On the release note for openmpi-1.4.1 it appears they discovered this bug and provided a fix:
- Fix a shared memory "hang" problem that occurred on x86/x86_64
platforms when used with the GNU >=4.4.x compiler series.
This sounded plausible and in fact an upgrade has fixed the issue.
So now with all 8 cores running on the same node the next issue to arise was one related to Maui. Some time when you requested nodes=8, Maui scheduled the job on 3 cores, a qdel and a resubmission later Maui rescheduled the job onto 5 cores. On one test I even qrun'd the job and it appeared it start on the correct number of nodes but there appeared to be no reason for Maui not getting this correct. So it was time to get out Maui docs.
from the docs;
Maui is by default very liberal in its interpretation of
This seemed to suggest that Maui's default behaviour is to pack a job into as few nodes as possible. So I tried out setting the JOBNODEMATCHPOLICY to EXACTNODE and this seems to have done the trick.

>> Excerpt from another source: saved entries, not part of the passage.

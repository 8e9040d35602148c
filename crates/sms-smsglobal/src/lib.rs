//! # SmsGlobal SMS Provider
//!
//! JSON `POST` to `/v2/sms` authenticated with SmsGlobal's MAC scheme:
//!
//! ```text
//! Authorization: MAC id="<api key>", ts="<unix ts>", nonce="<nonce>", mac="<base64 hmac>"
//! ```
//!
//! The MAC is an HMAC-SHA256, keyed by the API secret, over the newline
//! joined `ts, nonce, "POST", "/v2/sms", "api.smsglobal.com", 443, ""` with a
//! trailing newline.

use std::sync::Arc;
use std::time::Duration;

use async_trait::async_trait;
use base64::{engine::general_purpose::STANDARD as B64, Engine as _};
use hmac::{Hmac, Mac};
use serde::{Deserialize, Serialize};
use sha2::Sha256;
use sms_core::{
    require, require_recipient, CredentialResolver, HttpRequest, HttpResponse, HttpTransport,
    OutboundMessage, ProviderAccount, SendTimeout, SmsError, SmsSender,
};
use time::OffsetDateTime;
use tracing::{debug, error};
use uuid::Uuid;

pub const PROVIDER: &str = "SmsGlobal";

pub const DEFAULT_BASE_URL: &str = "https://api.smsglobal.com";

/// Twenty-four hours, effectively unbounded.
pub const DEFAULT_TIMEOUT: SendTimeout = SendTimeout::from_secs(24 * 3600);

const SEND_PATH: &str = "/v2/sms";
const MAC_HOST: &str = "api.smsglobal.com";
const MAC_PORT: u16 = 443;

type HmacSha256 = Hmac<Sha256>;

/// Supplies the timestamp and nonce that go into each MAC.
pub trait NonceSource: Send + Sync {
    fn timestamp(&self) -> i64;
    fn nonce(&self) -> String;
}

/// Wall clock timestamp and a random 32 hex character nonce.
#[derive(Debug, Default, Clone, Copy)]
pub struct SystemNonce;

impl NonceSource for SystemNonce {
    fn timestamp(&self) -> i64 {
        OffsetDateTime::now_utc().unix_timestamp()
    }

    fn nonce(&self) -> String {
        Uuid::new_v4().simple().to_string()
    }
}

/// Base64 HMAC-SHA256 of the canonical request string.
pub fn sign(api_secret: &str, timestamp: i64, nonce: &str) -> Result<String, SmsError> {
    let canonical = format!(
        "{}\n{}\nPOST\n{}\n{}\n{}\n\n",
        timestamp, nonce, SEND_PATH, MAC_HOST, MAC_PORT
    );
    let mut mac = HmacSha256::new_from_slice(api_secret.as_bytes())
        .map_err(|e| SmsError::Invalid(format!("hmac key: {}", e)))?;
    mac.update(canonical.as_bytes());
    Ok(B64.encode(mac.finalize().into_bytes()))
}

/// Full `Authorization` header value.
pub fn authorization_header(
    api_key: &str,
    api_secret: &str,
    timestamp: i64,
    nonce: &str,
) -> Result<String, SmsError> {
    let mac = sign(api_secret, timestamp, nonce)?;
    Ok(format!(
        r#"MAC id="{}", ts="{}", nonce="{}", mac="{}""#,
        api_key, timestamp, nonce, mac
    ))
}

#[derive(Debug, Serialize)]
struct SmsGlobalSendRequest<'a> {
    destination: &'a str,
    message: &'a str,
    origin: &'a str,
}

#[derive(Debug, Deserialize)]
struct SmsGlobalErrorResponse {
    message: Option<String>,
}

/// SmsGlobal gateway client.
#[derive(Clone)]
pub struct SmsGlobalSender {
    resolver: Arc<dyn CredentialResolver>,
    transport: Arc<dyn HttpTransport>,
    nonce: Arc<dyn NonceSource>,
    base_url: String,
    timeout: Duration,
}

impl SmsGlobalSender {
    pub fn new(resolver: Arc<dyn CredentialResolver>, transport: Arc<dyn HttpTransport>) -> Self {
        Self {
            resolver,
            transport,
            nonce: Arc::new(SystemNonce),
            base_url: DEFAULT_BASE_URL.to_string(),
            timeout: DEFAULT_TIMEOUT.as_duration(),
        }
    }

    pub fn with_base_url(mut self, base_url: impl Into<String>) -> Self {
        self.base_url = base_url.into();
        self
    }

    pub fn with_timeout(mut self, timeout: SendTimeout) -> Self {
        self.timeout = timeout.as_duration();
        self
    }

    pub fn with_nonce_source(mut self, nonce: Arc<dyn NonceSource>) -> Self {
        self.nonce = nonce;
        self
    }

    fn build_request(
        &self,
        account: &ProviderAccount,
        message: &OutboundMessage,
        to: &str,
    ) -> Result<HttpRequest, SmsError> {
        let api_key = require(account.account_id.as_deref(), PROVIDER, "API key")?;
        let api_secret = require(account.secret.as_deref(), PROVIDER, "API secret")?;
        let to = require_recipient(to)?;

        let payload = SmsGlobalSendRequest {
            destination: to,
            message: message.body(),
            origin: message
                .from()
                .or(account.sender.as_deref())
                .unwrap_or_default(),
        };
        let body = serde_json::to_string(&payload)
            .map_err(|e| SmsError::Invalid(format!("invalid payload: {}", e)))?;

        let authorization = authorization_header(
            api_key,
            api_secret,
            self.nonce.timestamp(),
            &self.nonce.nonce(),
        )?;

        let base_url = account
            .base_url()
            .unwrap_or_else(|| self.base_url.trim_end_matches('/'));
        let timeout = account
            .send_timeout
            .map(SendTimeout::as_duration)
            .unwrap_or(self.timeout);

        Ok(HttpRequest::post(format!("{}{}", base_url, SEND_PATH))
            .header("Authorization", authorization)
            .header("Content-Type", "application/json")
            .body(body)
            .timeout(Some(timeout)))
    }
}

fn check_response(res: &HttpResponse) -> Result<(), SmsError> {
    if res.is_success() {
        debug!("SmsGlobal: {} {}", res.status, res.body);
        return Ok(());
    }

    let message = serde_json::from_str::<SmsGlobalErrorResponse>(res.payload())
        .ok()
        .and_then(|r| r.message);
    if let Some(message) = message.as_deref() {
        error!("SmsGlobal SMS sending error. Message: {}", message);
    }

    Err(SmsError::provider(PROVIDER, Some(i64::from(res.status)), message))
}

#[async_trait]
impl SmsSender for SmsGlobalSender {
    fn provider(&self) -> &'static str {
        PROVIDER
    }

    async fn send_to_number(&self, message: &OutboundMessage, to: &str) -> Result<(), SmsError> {
        let account = self.resolver.resolve(PROVIDER)?;
        let request = self.build_request(&account, message, to)?;

        let res = self
            .transport
            .execute(request)
            .await
            .map_err(|e| e.into_sms_error(PROVIDER))?;

        check_response(&res)
    }
}

#[cfg(test)]
mod tests {
    use super::*;
    use sms_core::mock::MockTransport;
    use sms_core::{ErrorKind, StaticResolver, TransportError};

    struct FixedNonce;

    impl NonceSource for FixedNonce {
        fn timestamp(&self) -> i64 {
            1_700_000_000
        }

        fn nonce(&self) -> String {
            "0123456789abcdef0123456789abcdef".to_string()
        }
    }

    fn sender_with(account: ProviderAccount, transport: &MockTransport) -> SmsGlobalSender {
        let resolver = StaticResolver::new().with(PROVIDER, account);
        SmsGlobalSender::new(Arc::new(resolver), Arc::new(transport.clone()))
            .with_base_url("http://smsglobal.test")
            .with_nonce_source(Arc::new(FixedNonce))
    }

    #[test]
    fn mac_matches_recomputation() {
        let header = authorization_header("key-1", "secret", 1_700_000_000, "abc").unwrap();

        let mut mac = HmacSha256::new_from_slice(b"secret").unwrap();
        mac.update(b"1700000000\nabc\nPOST\n/v2/sms\napi.smsglobal.com\n443\n\n");
        let expected = B64.encode(mac.finalize().into_bytes());

        assert_eq!(
            header,
            format!(
                r#"MAC id="key-1", ts="1700000000", nonce="abc", mac="{}""#,
                expected
            )
        );
    }

    #[test]
    fn system_nonce_is_hex() {
        let nonce = SystemNonce.nonce();
        assert_eq!(nonce.len(), 32);
        assert!(nonce.chars().all(|c| c.is_ascii_hexdigit()));
        assert!(SystemNonce.timestamp() > 1_600_000_000);
    }

    #[tokio::test]
    async fn posts_signed_json() {
        let transport = MockTransport::replying(HttpResponse::new(200, r#"{"messages":[]}"#));
        let sender = sender_with(ProviderAccount::new("key-1", "secret"), &transport);

        sender
            .send(&OutboundMessage::new("Hello", ["61400000000"]))
            .await
            .unwrap();

        let req = &transport.requests()[0];
        assert_eq!(req.url, "http://smsglobal.test/v2/sms");
        assert_eq!(
            req.body.as_deref(),
            Some(r#"{"destination":"61400000000","message":"Hello","origin":""}"#)
        );
        assert_eq!(req.header_value("content-type"), Some("application/json"));
        assert_eq!(
            req.header_value("authorization").map(str::to_string),
            Some(
                authorization_header(
                    "key-1",
                    "secret",
                    1_700_000_000,
                    "0123456789abcdef0123456789abcdef"
                )
                .unwrap()
            )
        );
        assert_eq!(req.timeout, Some(Duration::from_secs(86_400)));
    }

    #[tokio::test]
    async fn origin_comes_from_override_then_account() {
        let transport = MockTransport::replying(HttpResponse::new(202, ""));
        let account = ProviderAccount::new("key-1", "secret").with_sender("ACME");

        sender_with(account.clone(), &transport)
            .send(&OutboundMessage::new("hi", ["1"]))
            .await
            .unwrap();
        sender_with(account, &transport)
            .send(&OutboundMessage::new("hi", ["1"]).with_from("OTHER"))
            .await
            .unwrap();

        let requests = transport.requests();
        assert!(requests[0].body.as_deref().unwrap().contains(r#""origin":"ACME""#));
        assert!(requests[1].body.as_deref().unwrap().contains(r#""origin":"OTHER""#));
    }

    #[tokio::test]
    async fn non_2xx_is_a_coded_failure() {
        let transport = MockTransport::replying(HttpResponse::new(
            403,
            r#"{"message":"Invalid MAC signature"}"#,
        ));
        let sender = sender_with(ProviderAccount::new("key-1", "secret"), &transport);

        let err = sender.send(&OutboundMessage::new("hi", ["1"])).await.unwrap_err();
        assert_eq!(err.kind(), ErrorKind::Provider);
        assert_eq!(
            err.to_string(),
            "SmsGlobal SMS sending error. Code: 403. Reason: Invalid MAC signature."
        );
    }

    #[tokio::test]
    async fn timeout_and_connect_errors_differ() {
        let transport = MockTransport::failing(TransportError::Timeout("elapsed".into()));
        let err = sender_with(ProviderAccount::new("key-1", "secret"), &transport)
            .send(&OutboundMessage::new("hi", ["1"]))
            .await
            .unwrap_err();
        assert!(err.is_timeout());

        let transport = MockTransport::failing(TransportError::Connect("refused".into()));
        let err = sender_with(ProviderAccount::new("key-1", "secret"), &transport)
            .send(&OutboundMessage::new("hi", ["1"]))
            .await
            .unwrap_err();
        assert!(err.is_transport() && !err.is_timeout());
    }

    #[tokio::test]
    async fn missing_secret_never_reaches_network() {
        let transport = MockTransport::new();
        let mut account = ProviderAccount::new("key-1", "secret");
        account.secret = None;

        let err = sender_with(account, &transport)
            .send(&OutboundMessage::new("hi", ["1"]))
            .await
            .unwrap_err();
        assert!(matches!(err, SmsError::MissingCredential { field: "API secret", .. }));
        assert_eq!(transport.calls(), 0);
    }
}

nodes=24 means 24 nodes, not 8, not 6 but 24
This does have a drawback in that it will be 24 separate nodes. This setting relies upon being able to set :ppn (processes per node) to allow nodes=3:ppn=8 giving 24 cores which is really what you want to say. As you probably have a fast machine with loads of memory and cores. Therefore, you could target all the cores rather than 24 nodes. However, it is a start.
Wouldn't it be nice if you could specify :ppn in JDL. The only way round this I can see for now is to manually change the job manager or use the local batch attributes of CREAM to allow a custom cerequirement to be specified. Possible but not nice.